Anecdotes pour servir à l’histoire secrète des Ebugors (éd. 1733)/12
CHAPITRE XII.
uſſitôt que les Troupes des aſſiègeans
furent aſſemblées, on avança
vers Cythére. D’abord on examina
le quel des côtès de la plaçe etoit le plus
foible á fin de l’attaquer par là. Il ſe
tint á ce ſujet un grand conſeil de guerre,
où Les ſentimens furent partagés ;
La plus part des Généraux vouloient
qu’on commença par s’emparer des deux
groſſes Tours : Mais Teuscotoſer officier
de réputation parmi les Omines, fut d’un
avis contraire. Il ſoutint qu’il falloit aller
tout de ſuite au corps de la plaçe ;
Puis addreſſant la parolle á Kulisber, Il
lui dit.
Le poſte éminent que vous occupez eſt une preuve certaine de la ſupériorité de vos talens. Jamais on ne vous auroit vu à notre tête, ſi l’on ne vous avoit pas jugé digne de nous commander. Mais pour reuſſir dans cette guerre, Il ne ſuffit pas de joindre, comme vous faites, la prudence au courage, Il faut encore connôitre á fond le génie des peuples que nous allons combattre. Permettez moi de le dire, Seigneur, Jusqu’içe vous n’avez eu affaire qu’a des Chadabers. Cette Nation eſt bien differente des Cythéréennes : Ce n’eſt qu’á force de tems & de patience qu’on vient á bout de ſoumettre les premiers. Au contraire il faut attaquer les autres brusquement, & ne pas leur donner le loiſir de ſe reconnôitre. Si j’ai acquis quelque gloire dans les differens combats ou je me ſuis trouvé, Je puis dire que je n’ai du mes ſuccés qu’á la promptitude avec la quelle je me ſuis jetté ſur l’ennemi auſſitôt qu’il parôiſſoit. Je fondois ſur lui avec impétuoſité ; De ſorte que le voir, l’attaquer & le vaincre étoit la même choſe pour moi. Bien des perſonnes ſe ſont repenties d’avoir ſuivi une méthode toute oppoſée. Quand une Cythéréenne a le tems de ſe remettre du trouble ou la jette la préſence d’un guerrier redoutable, Il eſt bien difficile alors d’en pouvoir tryompher ; Elle ſe tient ſur ſes gardes, éxamine tous vos mouvemens, prévoit toutes vos demarches, & ſe met en état de n’avoir rien á craindre de votre part. C’eſt pour quoi, ſi l’on veut m’en croire, Nous tacherons de prendre la ville d’aſſaut ; J’avouë qu’il y a du danger : Mais les perils peuvent’ils intimider des cœurs tels que les notres ? Pour moi, je ſuis prêt à donner l’exemple & á montrer á toute l’armée ce qué peut un Omine animé par le deſir d’acquérir de la gloire.

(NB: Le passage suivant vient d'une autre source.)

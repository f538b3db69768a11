#![warn(missing_docs)]
#![doc = include_str!("../README.md")]

pub use unsynn::*;

mod generics;
pub use generics::*;

/// The grammar of the items the derive accepts
pub mod grammar;

mod derive;
pub use derive::*;
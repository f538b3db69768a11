use shapediff::Introspect;
use shapediff_diff::diff;
use shapediff_testhelpers::test;

#[derive(Introspect)]
struct Account {
    owner: String,
    balance: i64,
}

#[derive(Introspect)]
struct Address {
    city: String,
    zip: u32,
}

#[derive(Introspect)]
struct Customer {
    name: String,
    address: Address,
}

#[derive(Introspect)]
struct Order {
    customer: Customer,
    total: u64,
}

fn order(city: &str, total: u64) -> Order {
    Order {
        customer: Customer {
            name: "ada".into(),
            address: Address {
                city: city.into(),
                zip: 75001,
            },
        },
        total,
    }
}

#[test]
fn identical_records_have_no_difference() {
    let a = Account {
        owner: "ada".into(),
        balance: 10,
    };
    let b = Account {
        owner: "ada".into(),
        balance: 10,
    };
    assert!(diff(&a, &b).is_empty());
}

#[test]
fn single_field_difference_names_the_field() {
    let a = Account {
        owner: "ada".into(),
        balance: 10,
    };
    let b = Account {
        owner: "ada".into(),
        balance: 12,
    };
    assert_eq!(diff(&a, &b), ["balance:\n|\tExpected: 10\n|\tReceived: 12\n"]);
}

#[test]
fn text_leaves_are_unquoted() {
    let a = Account {
        owner: "ada".into(),
        balance: 1,
    };
    let b = Account {
        owner: "grace".into(),
        balance: 1,
    };
    assert_eq!(diff(&a, &b), ["owner:\n|\tExpected: ada\n|\tReceived: grace\n"]);
}

#[test]
fn nested_differences_get_one_message_per_top_level_field() {
    let messages = diff(&order("Paris", 10), &order("Lyon", 11));
    assert_eq!(
        messages,
        [
            "customer:\n|\taddress:\n|\t|\tcity:\n|\t|\t|\tExpected: Paris\n|\t|\t|\tReceived: Lyon\n",
            "total:\n|\tExpected: 10\n|\tReceived: 11\n",
        ]
    );
}

#[test]
fn fields_are_sorted_by_label() {
    #[derive(Introspect)]
    struct Flags {
        zeta: bool,
        alpha: bool,
    }

    let messages = diff(
        &Flags {
            zeta: true,
            alpha: true,
        },
        &Flags {
            zeta: false,
            alpha: false,
        },
    );
    assert_eq!(
        messages,
        [
            "alpha:\n|\tExpected: true\n|\tReceived: false\n",
            "zeta:\n|\tExpected: true\n|\tReceived: false\n",
        ]
    );
}

#[test]
fn tuple_struct_fields_are_positional() {
    #[derive(Introspect)]
    struct Rgb(u8, u8, u8);

    assert_eq!(
        diff(&Rgb(1, 2, 3), &Rgb(1, 2, 4)),
        [".2:\n|\tExpected: 3\n|\tReceived: 4\n"]
    );
}

#[test]
fn anonymous_tuples_are_positional() {
    assert_eq!(
        diff(&(1, "a"), &(1, "b")),
        [".1:\n|\tExpected: a\n|\tReceived: b\n"]
    );
}

#[test]
fn skipped_fields_are_ignored() {
    #[derive(Introspect)]
    struct Cached {
        key: u32,
        #[introspect(skip)]
        #[allow(dead_code)]
        hits: u64,
    }

    assert!(diff(&Cached { key: 1, hits: 10 }, &Cached { key: 1, hits: 99 }).is_empty());
}

#[test]
fn renamed_fields_use_their_new_label() {
    #[derive(Introspect)]
    struct Request {
        #[introspect(rename = "user-agent")]
        user_agent: &'static str,
    }

    assert_eq!(
        diff(
            &Request { user_agent: "curl" },
            &Request { user_agent: "wget" }
        ),
        ["user-agent:\n|\tExpected: curl\n|\tReceived: wget\n"]
    );
}

#[test]
fn unit_structs_never_differ() {
    #[derive(Introspect)]
    struct Marker;

    assert!(diff(&Marker, &Marker).is_empty());
}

En même tems il prend ſes armes qui étoient en trés bon état, les fait briller aux yeux de l’aſſemblée, & demande qu’on le laiſſe marcher á l’ennemi.

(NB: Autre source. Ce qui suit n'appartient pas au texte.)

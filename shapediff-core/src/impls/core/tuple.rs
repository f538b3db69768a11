use crate::{Field, Introspect, Record, Shape};

macro_rules! impl_introspect_for_tuple {
    // Used to implement the next bigger tuple type, by taking the next typename & associated index
    // out of `remaining`, if it exists.
    {
        continue from ($($elems:ident.$idx:tt,)+),
        remaining ()
    } => {};
    {
        continue from ($($elems:ident.$idx:tt,)+),
        remaining ($next:ident.$nextidx:tt, $($remaining:ident.$remainingidx:tt,)*)
    } => {
        impl_introspect_for_tuple! {
            impl ($($elems.$idx,)+ $next.$nextidx,),
            remaining ($($remaining.$remainingidx,)*)
        }
    };
    // Actually generate the trait implementation, and keep the remaining possible elements around
    {
        impl ($($elems:ident.$idx:tt,)+),
        remaining ($($remaining:ident.$remainingidx:tt,)*)
    } => {
        impl<$($elems: Introspect),+> Introspect for ($($elems,)+) {
            fn shape(&self) -> Shape<'_> {
                Shape::Record(Record::tuple(vec![
                    $(Field::positional(&self.$idx),)+
                ]))
            }
        }

        impl_introspect_for_tuple! {
            continue from ($($elems.$idx,)+),
            remaining ($($remaining.$remainingidx,)*)
        }
    };
    // The entry point into this macro, all smaller tuple types get implemented as well.
    { ($first:ident.$firstidx:tt $(, $remaining:ident.$remainingidx:tt)* $(,)?) } => {
        impl_introspect_for_tuple! {
            impl ($first.$firstidx,),
            remaining ($($remaining.$remainingidx,)*)
        }
    };
}

impl_introspect_for_tuple! {
    (T0.0, T1.1, T2.2, T3.3, T4.4, T5.5, T6.6, T7.7, T8.8, T9.9, T10.10, T11.11)
}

Kulisber fut trés mécontent de cette harangue. Il ne pût ſouffrir qu’on doutât de ſes lumiéres ; C’eſt pour quoi il ſe rangea du parti de ceux qui vouloient qu’on fit le ſiége dans toutes les formes. En conſéquence il déclara qu’il falloit commencer par attaquer les ouvrages extérieurs devant que d’aller au corps de la plaçe.

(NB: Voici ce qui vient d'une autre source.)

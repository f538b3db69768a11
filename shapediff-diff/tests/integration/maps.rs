use std::collections::{BTreeMap, HashMap};

use shapediff::Introspect;
use shapediff_diff::diff;
use shapediff_testhelpers::test;

fn map<const N: usize>(entries: [(&'static str, i32); N]) -> HashMap<&'static str, i32> {
    entries.into_iter().collect()
}

#[test]
fn equal_maps_have_no_difference() {
    assert!(diff(&map([("a", 1), ("b", 2)]), &map([("b", 2), ("a", 1)])).is_empty());
}

#[test]
fn value_key_set_differences_are_partitioned() {
    let messages = diff(&map([("a", 1), ("b", 2)]), &map([("a", 5), ("c", 3)]));
    assert_eq!(
        messages,
        [
            "Key a:\n|\tExpected: 1\n|\tReceived: 5\n",
            "Missing key pairs:\n|\tb: 2\n",
            "Extra key pairs:\n|\tc: 3\n",
        ]
    );
}

#[test]
fn key_pairs_are_sorted() {
    let messages = diff(
        &map([("k", 0), ("z", 26), ("m", 13)]),
        &map([("k", 0), ("y", 25), ("b", 2)]),
    );
    assert_eq!(
        messages,
        [
            "Missing key pairs:\n|\tm: 13\n|\tz: 26\n",
            "Extra key pairs:\n|\tb: 2\n|\ty: 25\n",
        ]
    );
}

#[test]
fn value_differences_are_sorted_by_key() {
    let messages = diff(
        &map([("zulu", 1), ("alpha", 1), ("mike", 1)]),
        &map([("zulu", 2), ("alpha", 2), ("mike", 1)]),
    );
    assert_eq!(
        messages,
        [
            "Key alpha:\n|\tExpected: 1\n|\tReceived: 2\n",
            "Key zulu:\n|\tExpected: 1\n|\tReceived: 2\n",
        ]
    );
}

#[test]
fn different_sizes_are_a_count_mismatch() {
    let messages = diff(&map([("a", 1)]), &map([("a", 1), ("b", 2)]));
    assert_eq!(
        messages,
        [concat!(
            "Different count:\n",
            "|\tReceived: (2) {\"a\": 1, \"b\": 2}\n",
            "|\tExpected: (1) {\"a\": 1}\n",
        )]
    );
}

#[test]
fn values_recurse() {
    #[derive(Introspect)]
    struct Limits {
        soft: u32,
        hard: u32,
    }

    let mut expected = BTreeMap::new();
    expected.insert(1u16, Limits { soft: 10, hard: 20 });
    let mut received = BTreeMap::new();
    received.insert(1u16, Limits { soft: 10, hard: 30 });

    assert_eq!(
        diff(&expected, &received),
        ["Key 1:\n|\thard:\n|\t|\tExpected: 20\n|\t|\tReceived: 30\n"]
    );
}

#[test]
fn hash_and_btree_maps_agree() {
    let hashed = (map([("a", 1), ("b", 2)]), map([("a", 2), ("c", 2)]));
    let ordered: (BTreeMap<_, _>, BTreeMap<_, _>) = (
        hashed.0.clone().into_iter().collect(),
        hashed.1.clone().into_iter().collect(),
    );
    assert_eq!(diff(&hashed.0, &hashed.1), diff(&ordered.0, &ordered.1));
}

Quand toutes les opérations eurent été réglées, la ville ne tarda pas d’être inveſtie. Bientôt aprés la tranchée fut ouverte. On commanda quelques compagnies de Panutiers pour s’emparer des deux groſſes tours. Mais ils furent repouſſés vivement, & n’oſerent point retourner une ſeconde fois á la charge.
Pendant ce tems lá on délibéroit á Cythére pour ſavoir ſi on ne lacheroit pas les écluſes qui retenoient les eaux du fleuve Nerui. Si cette réſolution eut été ſuivie, c’en étoit fait des aſſiégeans ; mais il fut décidé á la pluralité des voix, qu’on auroit point recours á des moyens extraordinnaires, que l’on ne devoit jamais employer que dans le cas d’une néceſſité trop urgente.